2.3. Microarrays

Total RNA samples from five control children and eight epileptic children were analyzed using a microarray according to the manufacturer’s protocol (Two-Color Microarray-Based Gene Expression Analysis/Low Input Quick Amp Labeling; Agilent Technologies, Santa Clara, CA, USA). Briefly, 75 ng of total RNA was converted to cDNA, followed by in vitro transcription and incorporation of Cyanine 3-CTP into the nascent complementary RNA (cRNA), followed by fragmentation and hybridization to Agilent SurePrint Human GE 8 × 60 K Microarrays (Agilent Technologies) for 17 h at 65 °C. The quality control parameters used for cRNA labeling and hybridization were specified by the manufacturers. The microarrays were scanned using a NimbleGen microarray scanner (Roche, Basel, Switzerland), and the signal intensities in the TIFF images were calculated using Feature Extraction software (FE, version 12.0; Agilent Technologies).

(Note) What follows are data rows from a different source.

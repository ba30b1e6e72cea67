use super::{Request, Response};
use crate::{
    dispatcher::{InboundCall, TransportHeaders, WireResponse},
    error::DispatchError,
    types::{Headers, ResultUnion, StatusCode, ThriftArgs},
};
use async_bincode::{tokio::AsyncBincodeStream, AsyncDestination};
use futures::{SinkExt, StreamExt};
use std::{io, net::SocketAddr, time::Duration};
use thiserror::Error;
use tokio::{io::BufStream, net::TcpStream};

#[derive(Error, Debug)]
pub enum ClientError {
    #[error("I/O error: {0}")]
    Io(#[from] io::Error),

    #[error("framing: {0}")]
    Framing(#[from] bincode::Error),

    #[error("no response from server")]
    NoResponse,

    #[error("unexpected response: {0}")]
    Unexpected(&'static str),

    #[error("server fault: {0}")]
    Fault(String),

    #[error(transparent)]
    Dispatch(#[from] DispatchError),
}

/// A decoded reply to a call.
#[derive(Debug, Clone, PartialEq)]
pub struct CallResponse<R> {
    pub code: StatusCode,
    pub headers: Headers,
    pub result: R,
}

pub struct Client(pub SocketAddr);

impl Client {
    async fn connect(
        &self,
    ) -> io::Result<AsyncBincodeStream<BufStream<TcpStream>, Response, Request, AsyncDestination>>
    {
        let sock = TcpStream::connect(self.0).await?;
        let sock = BufStream::new(sock);
        let sock = AsyncBincodeStream::from(sock).for_async();
        Ok(sock)
    }

    async fn send_recv(&self, req: Request) -> Result<Response, ClientError> {
        let mut sock = self.connect().await?;
        sock.send(req).await?;
        let resp = sock.next().await.ok_or(ClientError::NoResponse)??;
        Ok(resp)
    }

    pub async fn ping(&self) -> Result<(), ClientError> {
        match self.send_recv(Request::Ping).await? {
            Response::Ping => Ok(()),
            Response::Fault(message) => Err(ClientError::Fault(message)),
            Response::Call(_) => Err(ClientError::Unexpected("call response to ping")),
        }
    }

    /// Calls `endpoint` and decodes its result union.
    pub async fn call<A, R>(
        &self,
        endpoint: &str,
        headers: &Headers,
        args: &A,
        ttl: Duration,
    ) -> Result<CallResponse<R>, ClientError>
    where
        A: ThriftArgs,
        R: ResultUnion,
    {
        let transport = TransportHeaders {
            headers: Headers::new(),
            ttl_ms: u64::try_from(ttl.as_millis()).unwrap_or(u64::MAX),
        };
        let call = InboundCall::new(endpoint, headers, args, transport)?;
        let response = match self.send_recv(Request::Call(call)).await? {
            Response::Call(response) => response,
            Response::Fault(message) => return Err(ClientError::Fault(message)),
            Response::Ping => return Err(ClientError::Unexpected("ping response to call")),
        };
        let result = response.decode_body()?;
        let WireResponse { code, headers, .. } = response;
        Ok(CallResponse {
            code,
            headers,
            result,
        })
    }
}
//! Hand-written equivalent of generator output for:
//!
//! ```thrift
//! exception NotFound { 1: string key }
//! exception Unavailable { 1: i64 retry_after_ms }
//!
//! service HelloWorld {
//!     string hello(1: string name)
//!     i64 lookup(1: string key) throws (1: NotFound not_found, 2: Unavailable unavailable)
//!     void ping()
//!     oneway void notify(1: string message)
//! }
//! ```
#![allow(dead_code)]

use serde::{Deserialize, Serialize};
use std::{error::Error, fmt, time::Duration};
use thriftquickly::{
    BoxError, Dispatcher, ExceptionType, FieldSpec, Headers, InboundCall, MethodSpec,
    ResultUnion, ThriftArgs, ThriftModule, TransportHeaders, WireResponse,
};

pub struct HelloWorld;

impl ThriftModule for HelloWorld {
    const PATH: &'static str = "gen::hello_world::HelloWorld";
    const METHODS: &'static [MethodSpec] = &[
        MethodSpec::new("hello", "hello_args", "hello_result"),
        MethodSpec::new("lookup", "lookup_args", "lookup_result"),
        MethodSpec::new("ping", "ping_args", "ping_result"),
        MethodSpec::oneway("notify", "notify_args"),
    ];
}

#[derive(Debug, Clone, PartialEq, Serialize, Deserialize)]
pub struct NotFound {
    pub key: String,
}

impl fmt::Display for NotFound {
    fn fmt(&self, f: &mut fmt::Formatter) -> fmt::Result {
        write!(f, "not found: {}", self.key)
    }
}

impl Error for NotFound {}

#[derive(Debug, Clone, PartialEq, Serialize, Deserialize)]
pub struct Unavailable {
    pub retry_after_ms: i64,
}

impl fmt::Display for Unavailable {
    fn fmt(&self, f: &mut fmt::Formatter) -> fmt::Result {
        write!(f, "unavailable, retry after {}ms", self.retry_after_ms)
    }
}

impl Error for Unavailable {}

/// Not declared by any method.
#[derive(Debug, Clone, PartialEq)]
pub struct Boom(pub String);

impl fmt::Display for Boom {
    fn fmt(&self, f: &mut fmt::Formatter) -> fmt::Result {
        write!(f, "boom: {}", self.0)
    }
}

impl Error for Boom {}

#[derive(Debug, Clone, PartialEq, Serialize, Deserialize)]
pub struct HelloArgs {
    pub name: String,
}

impl ThriftArgs for HelloArgs {
    const NAME: &'static str = "hello_args";
}

#[derive(Debug, Default, Clone, PartialEq, Serialize, Deserialize)]
pub struct HelloResult {
    pub success: Option<String>,
}

impl ResultUnion for HelloResult {
    const NAME: &'static str = "hello_result";
    const SPEC: &'static [Option<FieldSpec>] = &[Some(FieldSpec::success("success"))];

    type Success = String;

    fn set_success(&mut self, value: String) {
        self.success = Some(value);
    }

    fn set_exception(&mut self, _id: i16, error: BoxError) -> Result<(), BoxError> {
        Err(error)
    }
}

#[derive(Debug, Clone, PartialEq, Serialize, Deserialize)]
pub struct LookupArgs {
    pub key: String,
}

impl ThriftArgs for LookupArgs {
    const NAME: &'static str = "lookup_args";
}

#[derive(Debug, Default, Clone, PartialEq, Serialize, Deserialize)]
pub struct LookupResult {
    pub success: Option<i64>,
    pub not_found: Option<NotFound>,
    pub unavailable: Option<Unavailable>,
}

impl ResultUnion for LookupResult {
    const NAME: &'static str = "lookup_result";
    const SPEC: &'static [Option<FieldSpec>] = &[
        Some(FieldSpec::success("success")),
        Some(FieldSpec::exception(
            1,
            "not_found",
            ExceptionType::of::<NotFound>("NotFound"),
        )),
        Some(FieldSpec::exception(
            2,
            "unavailable",
            ExceptionType::of::<Unavailable>("Unavailable"),
        )),
    ];

    type Success = i64;

    fn set_success(&mut self, value: i64) {
        self.success = Some(value);
    }

    fn set_exception(&mut self, id: i16, error: BoxError) -> Result<(), BoxError> {
        match id {
            1 => self.not_found = Some(*error.downcast::<NotFound>()?),
            2 => self.unavailable = Some(*error.downcast::<Unavailable>()?),
            _ => return Err(error),
        }
        Ok(())
    }
}

#[derive(Debug, Clone, PartialEq, Serialize, Deserialize)]
pub struct PingArgs;

impl ThriftArgs for PingArgs {
    const NAME: &'static str = "ping_args";
}

#[derive(Debug, Default, Clone, PartialEq, Serialize, Deserialize)]
pub struct PingResult;

impl ResultUnion for PingResult {
    const NAME: &'static str = "ping_result";
    const SPEC: &'static [Option<FieldSpec>] = &[None];

    type Success = ();

    fn set_success(&mut self, _value: ()) {}

    fn set_exception(&mut self, _id: i16, error: BoxError) -> Result<(), BoxError> {
        Err(error)
    }
}

#[derive(Debug, Clone, PartialEq, Serialize, Deserialize)]
pub struct NotifyArgs {
    pub message: String,
}

impl ThriftArgs for NotifyArgs {
    const NAME: &'static str = "notify_args";
}

pub fn call<A: ThriftArgs>(endpoint: &str, args: &A) -> InboundCall {
    let mut headers = Headers::new();
    headers.insert("caller".into(), "tests".into());
    let transport = TransportHeaders {
        headers: Headers::from([("cn".to_owned(), "tests".to_owned())]),
        ttl_ms: 1500,
    };
    InboundCall::new(endpoint, &headers, args, transport).unwrap()
}

pub async fn lookup(dispatcher: &Dispatcher, key: &str) -> (WireResponse, LookupResult) {
    let response = dispatcher
        .handle(call("HelloWorld::lookup", &LookupArgs { key: key.into() }))
        .await
        .unwrap();
    let result = response.decode_body().unwrap();
    (response, result)
}

pub const TTL: Duration = Duration::from_millis(1500);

The microarray data were analyzed, and the associated biological pathways were determined using GeneSpring GX 13.0 software (Agilent Technologies). Differentially expressed genes were selected with a fold change >2.0 and p < 0.05. The Benjamini–Hochberg algorithm was used to compute false discovery rates [23]. The classification of the identified pathways was based on the Kyoto Encyclopedia of Genes and Genomes pathway database (KEGG Pathway Maps). The gene ontology analysis for down- and up-regulated genes was submitted to the bioinformatics and functional annotation tool of the Database for Annotation, Visualization and Integrated Discovery (DAVID Bioinformatics Resources) v. 6.8 of the NIAID (National Institute of Allergy and Infectious Disease), NIH (National Institutes of Health).